_What this task involves_:
Lines to restate from the data below: from the one containing "b.set(0, 0, (i % 8) as u8);" to the one containing "assert_eq!(s.iter().count(), distinct.len());", both included. Give them again exactly, and only them.

(Collected data entries)
------------------------------------

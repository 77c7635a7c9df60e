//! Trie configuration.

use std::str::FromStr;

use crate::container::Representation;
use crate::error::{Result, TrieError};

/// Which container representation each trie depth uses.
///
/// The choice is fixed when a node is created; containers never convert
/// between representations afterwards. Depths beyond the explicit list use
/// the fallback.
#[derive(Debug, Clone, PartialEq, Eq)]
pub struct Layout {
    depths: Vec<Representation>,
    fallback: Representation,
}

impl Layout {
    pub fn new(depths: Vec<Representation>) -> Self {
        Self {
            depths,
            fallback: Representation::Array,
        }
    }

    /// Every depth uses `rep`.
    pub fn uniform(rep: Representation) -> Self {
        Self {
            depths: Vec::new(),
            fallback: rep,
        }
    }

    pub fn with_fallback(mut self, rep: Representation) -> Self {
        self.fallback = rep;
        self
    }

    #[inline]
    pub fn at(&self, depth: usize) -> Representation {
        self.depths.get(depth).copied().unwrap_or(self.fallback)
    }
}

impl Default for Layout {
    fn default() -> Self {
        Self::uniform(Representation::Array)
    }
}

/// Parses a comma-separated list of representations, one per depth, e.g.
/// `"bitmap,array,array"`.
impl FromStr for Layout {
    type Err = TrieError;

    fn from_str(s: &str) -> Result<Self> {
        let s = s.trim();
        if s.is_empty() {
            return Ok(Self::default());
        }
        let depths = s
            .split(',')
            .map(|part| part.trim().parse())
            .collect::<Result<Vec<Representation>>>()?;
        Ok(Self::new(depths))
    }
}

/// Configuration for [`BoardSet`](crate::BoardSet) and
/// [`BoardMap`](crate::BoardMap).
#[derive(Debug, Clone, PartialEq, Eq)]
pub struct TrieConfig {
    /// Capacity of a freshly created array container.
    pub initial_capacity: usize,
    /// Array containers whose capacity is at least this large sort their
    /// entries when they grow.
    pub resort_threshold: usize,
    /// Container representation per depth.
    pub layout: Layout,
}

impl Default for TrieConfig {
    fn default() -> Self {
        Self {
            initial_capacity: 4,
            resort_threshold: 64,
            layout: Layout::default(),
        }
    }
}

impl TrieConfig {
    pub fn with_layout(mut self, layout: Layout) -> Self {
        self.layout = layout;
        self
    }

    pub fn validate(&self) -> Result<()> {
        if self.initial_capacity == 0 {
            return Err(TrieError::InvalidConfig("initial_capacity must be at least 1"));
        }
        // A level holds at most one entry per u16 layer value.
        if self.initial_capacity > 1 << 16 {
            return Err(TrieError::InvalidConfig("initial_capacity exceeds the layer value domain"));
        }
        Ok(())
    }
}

------------------------------------

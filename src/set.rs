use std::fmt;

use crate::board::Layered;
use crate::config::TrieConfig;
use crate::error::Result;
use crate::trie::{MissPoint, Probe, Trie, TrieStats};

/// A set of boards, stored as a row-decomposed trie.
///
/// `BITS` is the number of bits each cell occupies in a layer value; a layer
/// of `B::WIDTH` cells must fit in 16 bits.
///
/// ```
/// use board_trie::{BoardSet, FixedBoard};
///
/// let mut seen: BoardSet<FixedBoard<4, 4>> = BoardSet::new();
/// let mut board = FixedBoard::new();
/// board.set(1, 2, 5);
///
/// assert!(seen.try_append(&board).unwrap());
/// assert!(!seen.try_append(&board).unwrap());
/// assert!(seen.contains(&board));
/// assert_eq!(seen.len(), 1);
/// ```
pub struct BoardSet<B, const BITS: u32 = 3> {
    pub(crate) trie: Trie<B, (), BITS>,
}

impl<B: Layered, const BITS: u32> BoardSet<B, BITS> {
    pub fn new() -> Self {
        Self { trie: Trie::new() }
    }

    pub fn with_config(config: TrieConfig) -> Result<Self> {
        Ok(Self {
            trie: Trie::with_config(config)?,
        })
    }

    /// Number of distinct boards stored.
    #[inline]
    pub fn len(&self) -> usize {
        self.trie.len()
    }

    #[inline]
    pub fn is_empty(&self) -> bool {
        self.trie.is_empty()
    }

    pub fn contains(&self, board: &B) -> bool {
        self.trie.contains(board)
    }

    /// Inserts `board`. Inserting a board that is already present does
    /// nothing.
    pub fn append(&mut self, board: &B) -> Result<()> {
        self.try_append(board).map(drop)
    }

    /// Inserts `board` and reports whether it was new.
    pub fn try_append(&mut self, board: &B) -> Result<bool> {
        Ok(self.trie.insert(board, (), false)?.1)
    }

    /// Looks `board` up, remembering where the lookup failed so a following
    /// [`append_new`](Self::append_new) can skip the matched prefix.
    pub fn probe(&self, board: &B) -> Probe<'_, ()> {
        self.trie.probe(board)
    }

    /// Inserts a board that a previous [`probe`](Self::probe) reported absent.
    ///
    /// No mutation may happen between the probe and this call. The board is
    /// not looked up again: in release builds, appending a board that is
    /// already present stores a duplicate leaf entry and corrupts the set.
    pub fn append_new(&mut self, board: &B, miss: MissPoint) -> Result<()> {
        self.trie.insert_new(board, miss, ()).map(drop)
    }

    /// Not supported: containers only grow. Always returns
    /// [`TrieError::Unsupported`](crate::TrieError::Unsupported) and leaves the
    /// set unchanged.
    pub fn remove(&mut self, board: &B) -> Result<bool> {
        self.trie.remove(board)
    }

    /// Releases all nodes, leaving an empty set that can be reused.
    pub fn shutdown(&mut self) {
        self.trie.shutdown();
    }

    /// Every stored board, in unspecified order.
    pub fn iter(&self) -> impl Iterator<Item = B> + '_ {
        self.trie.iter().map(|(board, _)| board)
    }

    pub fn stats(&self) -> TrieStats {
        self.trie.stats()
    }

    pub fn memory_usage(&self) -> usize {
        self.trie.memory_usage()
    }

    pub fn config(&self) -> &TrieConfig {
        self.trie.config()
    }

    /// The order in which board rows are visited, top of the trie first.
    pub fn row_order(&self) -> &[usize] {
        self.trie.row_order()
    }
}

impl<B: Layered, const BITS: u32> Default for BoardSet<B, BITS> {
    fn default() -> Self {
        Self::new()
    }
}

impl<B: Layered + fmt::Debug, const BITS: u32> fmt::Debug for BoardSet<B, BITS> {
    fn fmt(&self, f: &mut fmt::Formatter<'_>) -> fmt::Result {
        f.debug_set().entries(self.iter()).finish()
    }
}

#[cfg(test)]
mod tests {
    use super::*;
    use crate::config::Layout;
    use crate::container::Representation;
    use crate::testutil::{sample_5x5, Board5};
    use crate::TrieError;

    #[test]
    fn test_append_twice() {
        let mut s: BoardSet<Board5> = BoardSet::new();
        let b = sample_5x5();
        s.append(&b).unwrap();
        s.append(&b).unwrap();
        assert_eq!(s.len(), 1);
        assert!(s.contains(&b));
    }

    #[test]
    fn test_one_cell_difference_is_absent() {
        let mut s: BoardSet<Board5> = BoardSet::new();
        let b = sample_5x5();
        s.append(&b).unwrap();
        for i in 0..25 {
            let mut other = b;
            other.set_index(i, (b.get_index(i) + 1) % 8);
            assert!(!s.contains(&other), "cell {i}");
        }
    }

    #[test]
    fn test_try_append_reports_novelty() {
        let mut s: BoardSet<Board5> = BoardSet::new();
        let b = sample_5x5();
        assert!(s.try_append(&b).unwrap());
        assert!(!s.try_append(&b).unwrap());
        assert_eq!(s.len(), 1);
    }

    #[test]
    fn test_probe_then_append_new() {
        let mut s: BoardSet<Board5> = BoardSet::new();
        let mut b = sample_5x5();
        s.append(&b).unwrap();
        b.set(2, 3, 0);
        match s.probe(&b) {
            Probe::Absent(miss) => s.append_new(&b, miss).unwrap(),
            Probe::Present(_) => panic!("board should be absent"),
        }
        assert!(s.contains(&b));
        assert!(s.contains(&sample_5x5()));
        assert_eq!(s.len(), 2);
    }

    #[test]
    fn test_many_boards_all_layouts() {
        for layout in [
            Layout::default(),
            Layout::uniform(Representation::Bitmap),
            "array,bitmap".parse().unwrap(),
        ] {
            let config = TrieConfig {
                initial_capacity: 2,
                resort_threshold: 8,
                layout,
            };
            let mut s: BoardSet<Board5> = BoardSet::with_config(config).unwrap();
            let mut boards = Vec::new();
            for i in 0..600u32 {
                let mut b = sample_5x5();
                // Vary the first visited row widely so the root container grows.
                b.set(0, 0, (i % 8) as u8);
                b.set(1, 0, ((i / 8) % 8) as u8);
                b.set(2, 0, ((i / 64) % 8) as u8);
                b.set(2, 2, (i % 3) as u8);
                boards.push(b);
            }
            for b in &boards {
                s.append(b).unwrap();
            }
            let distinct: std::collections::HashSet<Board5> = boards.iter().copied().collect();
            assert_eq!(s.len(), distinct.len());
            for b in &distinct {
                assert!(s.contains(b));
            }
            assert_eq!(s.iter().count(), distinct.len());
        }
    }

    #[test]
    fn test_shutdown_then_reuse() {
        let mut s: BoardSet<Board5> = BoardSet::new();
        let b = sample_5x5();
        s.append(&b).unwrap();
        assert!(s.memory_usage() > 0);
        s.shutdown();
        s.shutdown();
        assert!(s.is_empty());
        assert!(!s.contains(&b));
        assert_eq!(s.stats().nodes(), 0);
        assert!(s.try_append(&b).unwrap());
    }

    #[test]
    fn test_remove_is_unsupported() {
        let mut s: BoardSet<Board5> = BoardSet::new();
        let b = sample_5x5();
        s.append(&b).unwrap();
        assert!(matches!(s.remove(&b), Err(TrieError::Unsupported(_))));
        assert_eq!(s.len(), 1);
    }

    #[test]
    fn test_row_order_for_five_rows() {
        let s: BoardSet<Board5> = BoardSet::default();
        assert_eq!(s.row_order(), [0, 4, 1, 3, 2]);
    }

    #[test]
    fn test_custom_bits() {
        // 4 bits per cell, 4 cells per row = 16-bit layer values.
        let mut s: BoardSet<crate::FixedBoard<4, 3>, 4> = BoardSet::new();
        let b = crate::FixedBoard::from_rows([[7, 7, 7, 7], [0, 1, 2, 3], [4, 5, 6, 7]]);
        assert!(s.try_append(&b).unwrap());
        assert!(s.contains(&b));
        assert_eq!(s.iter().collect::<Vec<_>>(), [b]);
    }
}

------------------------------------

_Exercise result_:
                b.set(0, 0, (i % 8) as u8);
                b.set(1, 0, ((i / 8) % 8) as u8);
                b.set(2, 0, ((i / 64) % 8) as u8);
                b.set(2, 2, (i % 3) as u8);
                boards.push(b);
            }
            for b in &boards {
                s.append(b).unwrap();
            }
            let distinct: std::collections::HashSet<Board5> = boards.iter().copied().collect();
            assert_eq!(s.len(), distinct.len());
            for b in &distinct {
                assert!(s.contains(b));
            }
            assert_eq!(s.iter().count(), distinct.len());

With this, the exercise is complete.